Pull every line from the records that has the word "absent" in it.

(Dataset content Opens)

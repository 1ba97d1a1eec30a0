//! Error types for ReplicaDB core.

use thiserror::Error;

/// Result type for core operations.
pub type CoreResult<T> = Result<T, CoreError>;

/// Configuration errors detected while resolving schemas and flatten options.
///
/// These are fatal at startup: a replica with an invalid configuration
/// never begins syncing.
#[derive(Debug, Error, Clone, PartialEq, Eq)]
pub enum SchemaError {
    /// A top-level collection has no primary key.
    #[error("collection {collection} has no primary key")]
    MissingPrimaryKey {
        /// Collection name.
        collection: String,
    },

    /// A top-level collection declares more than one primary key.
    #[error("collection {collection} declares more than one primary key")]
    MultiplePrimaryKeys {
        /// Collection name.
        collection: String,
    },

    /// The primary key field is not a leaf.
    #[error("primary key {field} of collection {collection} is not a leaf field")]
    InvalidPrimaryKey {
        /// Collection name.
        collection: String,
        /// Field name.
        field: String,
    },

    /// Configuration references a collection absent from the schema.
    #[error("unknown collection: {collection}")]
    UnknownCollection {
        /// Collection name.
        collection: String,
    },

    /// Configuration references a path absent from the schema.
    #[error("unknown path {path} in collection {collection}")]
    UnknownPath {
        /// Collection name.
        collection: String,
        /// Dotted path.
        path: String,
    },

    /// A path crosses an array that is not itself promoted to a model.
    #[error("path {path} in collection {collection} crosses an array that is not promoted")]
    PathThroughArray {
        /// Collection name.
        collection: String,
        /// Dotted path.
        path: String,
    },

    /// A promoted model points at a leaf field.
    #[error("path {path} in collection {collection} is a leaf and cannot become a model")]
    LeafModel {
        /// Collection name.
        collection: String,
        /// Dotted path.
        path: String,
    },

    /// A field name contains the path separator or the escape marker.
    #[error("invalid field name {name} in collection {collection}")]
    InvalidFieldName {
        /// Collection name.
        collection: String,
        /// Offending name.
        name: String,
    },

    /// Two collections (root or derived) resolve to the same name.
    #[error("collection name collision: {name}")]
    NameCollision {
        /// Colliding name.
        name: String,
    },
}

/// Errors that can occur in ReplicaDB core operations.
#[derive(Debug, Error)]
pub enum CoreError {
    /// Storage error.
    #[error("storage error: {0}")]
    Storage(#[from] replicadb_storage::StorageError),

    /// Configuration error.
    #[error("schema error: {0}")]
    Schema(#[from] SchemaError),

    /// Protocol error.
    #[error("protocol error: {0}")]
    Protocol(#[from] replicadb_sync_protocol::ProtocolError),

    /// JSON (de)serialization error.
    #[error("serialization error: {0}")]
    Json(#[from] serde_json::Error),

    /// A collection is not part of the cache.
    #[error("collection not found: {name}")]
    CollectionNotFound {
        /// Name of the collection.
        name: String,
    },

    /// A persisted metadata value could not be interpreted.
    #[error("corrupted metadata for key {key}: {message}")]
    CorruptedMetadata {
        /// Metadata key.
        key: String,
        /// Description of the problem.
        message: String,
    },
}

(Dataset content Closes)

Response:
    /// Configuration references a collection absent from the schema.
    /// Configuration references a path absent from the schema.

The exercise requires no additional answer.